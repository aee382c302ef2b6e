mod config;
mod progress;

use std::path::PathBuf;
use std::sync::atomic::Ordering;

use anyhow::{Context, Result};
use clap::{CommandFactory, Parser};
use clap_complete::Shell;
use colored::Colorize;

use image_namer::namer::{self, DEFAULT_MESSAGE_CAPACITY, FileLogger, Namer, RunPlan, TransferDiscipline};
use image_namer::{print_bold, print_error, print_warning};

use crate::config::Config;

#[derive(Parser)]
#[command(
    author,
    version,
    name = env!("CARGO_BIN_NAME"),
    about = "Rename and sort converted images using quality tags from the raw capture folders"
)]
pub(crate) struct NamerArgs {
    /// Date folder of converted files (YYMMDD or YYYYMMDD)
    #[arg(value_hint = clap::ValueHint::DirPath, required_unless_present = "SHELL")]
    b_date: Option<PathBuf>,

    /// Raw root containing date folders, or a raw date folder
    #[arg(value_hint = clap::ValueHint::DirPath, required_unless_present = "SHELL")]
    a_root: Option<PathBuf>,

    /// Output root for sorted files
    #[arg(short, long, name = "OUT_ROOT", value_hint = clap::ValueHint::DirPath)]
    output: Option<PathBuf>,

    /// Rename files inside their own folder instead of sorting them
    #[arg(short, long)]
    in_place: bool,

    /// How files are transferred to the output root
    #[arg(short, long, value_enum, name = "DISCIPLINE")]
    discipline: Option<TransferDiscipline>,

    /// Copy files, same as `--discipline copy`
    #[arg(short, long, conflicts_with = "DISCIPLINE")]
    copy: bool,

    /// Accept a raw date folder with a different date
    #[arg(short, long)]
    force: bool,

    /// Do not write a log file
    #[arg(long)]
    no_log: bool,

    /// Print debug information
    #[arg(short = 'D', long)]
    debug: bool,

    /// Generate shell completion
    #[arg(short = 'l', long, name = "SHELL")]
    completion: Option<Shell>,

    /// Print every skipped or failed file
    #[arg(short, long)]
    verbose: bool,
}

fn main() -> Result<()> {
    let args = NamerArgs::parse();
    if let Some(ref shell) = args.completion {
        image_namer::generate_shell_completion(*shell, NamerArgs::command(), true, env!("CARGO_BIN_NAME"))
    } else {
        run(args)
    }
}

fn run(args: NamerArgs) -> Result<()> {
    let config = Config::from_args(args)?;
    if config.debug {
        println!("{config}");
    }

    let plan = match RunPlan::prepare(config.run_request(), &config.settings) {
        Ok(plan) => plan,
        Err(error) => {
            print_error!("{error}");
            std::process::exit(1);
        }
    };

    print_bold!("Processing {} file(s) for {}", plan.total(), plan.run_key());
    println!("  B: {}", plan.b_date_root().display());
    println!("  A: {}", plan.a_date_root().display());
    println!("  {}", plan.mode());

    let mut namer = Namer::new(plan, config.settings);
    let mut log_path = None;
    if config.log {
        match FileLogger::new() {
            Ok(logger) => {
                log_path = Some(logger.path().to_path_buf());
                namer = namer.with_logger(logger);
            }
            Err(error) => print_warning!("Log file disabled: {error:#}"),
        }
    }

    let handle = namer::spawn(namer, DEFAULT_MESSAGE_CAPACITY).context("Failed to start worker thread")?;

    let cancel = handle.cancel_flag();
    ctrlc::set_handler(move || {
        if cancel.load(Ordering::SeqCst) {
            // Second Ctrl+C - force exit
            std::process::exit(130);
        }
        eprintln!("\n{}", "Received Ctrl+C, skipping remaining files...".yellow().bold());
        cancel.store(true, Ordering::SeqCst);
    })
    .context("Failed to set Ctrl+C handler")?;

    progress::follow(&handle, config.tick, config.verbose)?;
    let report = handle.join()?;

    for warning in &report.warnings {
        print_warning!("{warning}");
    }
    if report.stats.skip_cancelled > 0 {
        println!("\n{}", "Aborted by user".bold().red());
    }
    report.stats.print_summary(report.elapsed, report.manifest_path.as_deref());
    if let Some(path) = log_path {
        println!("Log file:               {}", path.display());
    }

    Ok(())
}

▸ ASSIGNMENT
Present each line from the listing that holds the string "Option".

▸ SOLUTION FOR THIS EXERCISE
    b_date: Option<PathBuf>,
    a_root: Option<PathBuf>,
    output: Option<PathBuf>,
    discipline: Option<TransferDiscipline>,
    completion: Option<Shell>,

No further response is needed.